Ein junger türkischer Mann muslimischen Glaubens wurde verletzt nach einem Arbeitsunfall in einem Unfallkrankenhaus als Patient aufgenommen. Auf der Station musste er von der Transportliege in ein Bett transferiert werden. Das gestaltete sich sehr schwierig, da der Mann ununterbrochen stöhnte. Man wusste nicht, wo man ihn angreifen konnte, ohne ihm weh zu tun. Eine größere Verwandtschaft, die auf türkisch mit dem Mann redete, erschwerte eine Ziel führende Kommunikation und konzentriertes Arbeiten.
Die Lösung dieser schwierigen Situation war nicht nur, kompetent beim Transfer zu unterstützen (AEDL Sich Bewegen). Die Pflegenden bemühten sich, mit ihm in Dialog zu treten (AEDL Kommunizieren). Sie waren bestrebt, seine Schmerzäußerungen zu verstehen und zu beachten (AEDL Existenzielle Erfahrungen des Lebens). Die Stationsschwester übernahm die Angehörigenarbeit (AEDL Soziale Bereiche des Lebens sichern und gestalten).

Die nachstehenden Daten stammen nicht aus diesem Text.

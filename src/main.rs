use std::io;
use std::path::PathBuf;
use std::process::ExitCode;

use clap::error::ErrorKind;
use clap::{CommandFactory, Parser, Subcommand};
use clap_complete::{generate, Shell};
use tracing_subscriber::EnvFilter;

use tasktally::commands::{cmd_add, cmd_done, cmd_list, cmd_stats};
use tasktally::config::{resolve_db_path, DB_ENV_VAR};
use tasktally::tui::run_tui;
use tasktally::{TaskService, TaskStore};

#[derive(Parser)]
#[command(name = "tasktally", version)]
#[command(about = "Personal task tracker with priority from keywords and completion time", long_about = None)]
struct Cli {
    /// Path to the task file
    #[arg(long, global = true, env = DB_ENV_VAR)]
    db: Option<PathBuf>,

    /// Enable debug logging
    #[arg(short, long, global = true)]
    verbose: bool,

    #[command(subcommand)]
    command: Option<Commands>,
}

#[derive(Subcommand)]
enum Commands {
    /// Add a new task
    Add {
        /// Task description (all remaining words)
        #[arg(required = true, num_args = 1.., trailing_var_arg = true)]
        words: Vec<String>,
    },
    /// List tasks sorted by priority
    List,
    /// Mark a task as done
    Done {
        /// Task id
        #[arg(allow_hyphen_values = true)]
        id: String,
    },
    /// Show task totals and average completion time
    Stats,
    /// Open interactive TUI
    Ui,
    /// Generate shell completions
    Completions {
        shell: Shell,
    },
}

fn init_tracing(verbose: bool) {
    let default = if verbose { "tasktally=debug" } else { "tasktally=warn" };
    let filter = EnvFilter::try_from_default_env().unwrap_or_else(|_| EnvFilter::new(default));
    tracing_subscriber::fmt()
        .with_env_filter(filter)
        .with_target(false)
        .with_writer(io::stderr)
        .init();
}

fn main() -> ExitCode {
    let cli = match Cli::try_parse() {
        Ok(cli) => cli,
        Err(e) if matches!(e.kind(), ErrorKind::DisplayHelp | ErrorKind::DisplayVersion) => e.exit(),
        Err(e) => {
            // Bad invocations only print usage; they are not failures.
            let _ = e.print();
            return ExitCode::SUCCESS;
        }
    };

    init_tracing(cli.verbose);

    let Some(command) = cli.command else {
        let _ = Cli::command().print_help();
        return ExitCode::SUCCESS;
    };

    let db_path = resolve_db_path(cli.db);
    tracing::debug!(path = %db_path.display(), "Using task file");
    let service = TaskService::new(TaskStore::new(db_path));

    let result = match command {
        Commands::Add { words } => cmd_add(&service, &words).map_err(anyhow::Error::from),
        Commands::List => cmd_list(&service).map_err(anyhow::Error::from),
        Commands::Done { id } => cmd_done(&service, &id).map_err(anyhow::Error::from),
        Commands::Stats => cmd_stats(&service).map_err(anyhow::Error::from),
        Commands::Ui => run_tui(service),
        Commands::Completions { shell } => {
            let mut cmd = Cli::command();
            generate(shell, &mut cmd, "tasktally", &mut io::stdout());
            Ok(())
        }
    };

    match result {
        Ok(()) => ExitCode::SUCCESS,
        Err(e) => {
            eprintln!("Error: {:#}", e);
            ExitCode::FAILURE
        }
    }
}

Als dann der Mann recht zufrieden im Bett lag, kamen die Angehörigen wieder und boten ihm allerlei Leckerbissen in der liegenden Position (AEDL Essen und Trinken, AEDL Vitale Funktionen aufrecht erhalten) an. Wieder war kompetente Angehörigenarbeit nötig.
Mit der Abendtoilette (AEDL Sich Pflegen) wurde auf den Dienstbeginn einer männlichen Pflegeperson gewartet. Der Patient hatte den Wunsch nach gleichgeschlechtlicher Pflege geäußert. Dieser wurde selbstverständlich, wie es im Übrigen auch sonst gehalten wird, berücksichtigt. Die Pflegenden wissen, dass Muslime sich mit fließendem Wasser waschen wollen. Um das bei Bettlägerigkeit bewerkstelligen zu können, ist neben dem Lavoir ein Krug mit warmem Wasser nötig. Auf diese Weise kann der Waschlappen, der während des Waschvorgangs mehrmals gewechselt werden muss, immer wieder mit frischem Wasser begossen werden. Wie viele Waschlappen verwendet werden sollen, hängt davon ab, ob es sich um eine Teil- oder Ganzkörperwäsche handelt.
Auch die Bettschüssel wurde ihm von einem Pfleger gereicht (AEDL Ausscheiden). Die besondere Sorgfalt, mit der dies auf Grund der Verletzung geschehen musste, war die gleiche, die auch bei PatientInnen ohne Migrationshintergrund gewaltet hätte. Allerdings ist es wichtig zu wissen, dass Muslime sich ihren Unterleib nach der Ausscheidung mit fließendem warmem Wasser waschen wollen. Eine Gießkanne kann im Fall der Bettlägerigkeit gute Dienste leisten. Sollte die Toilette nicht mit einem Bidet ausgestattet sein, kann auch dort die Gießkanne von Nutzen sein.
AEDL Essen und Trinken: Es genügt nicht zu wissen, dass Muslime kein Schweinefleisch essen wollen. Ein/e streng gläubige/r Muslim/a will nur Nahrung zu sich nehmen, die helal (bezeichnet alle Dinge und Taten, die im Islam erlaubt und zulässig sind) ist. Wie streng eine muslimische Person sich nach helal richtet, ist individuell unterschiedlich. Im einen Fall sind Personen zufrieden mit nicht- Schweinefleisch. Strengere wählen vegetarische Kost, und noch Strengere werden sich Essen von zuhause bringen lassen. Jeder Variante sollte mit Wertschätzung begegnet werden.
Kultursensibel Pflegende können die manchmal speziellen oder ihnen unverständlich erscheinenden Wünsche und Bedürfnisse von pflegebedürftigen Menschen als mögliche und gleichwertige Varianten betrachten. So wird viel Konfliktpotential vermieden und der Gesundheitsprozess gefördert.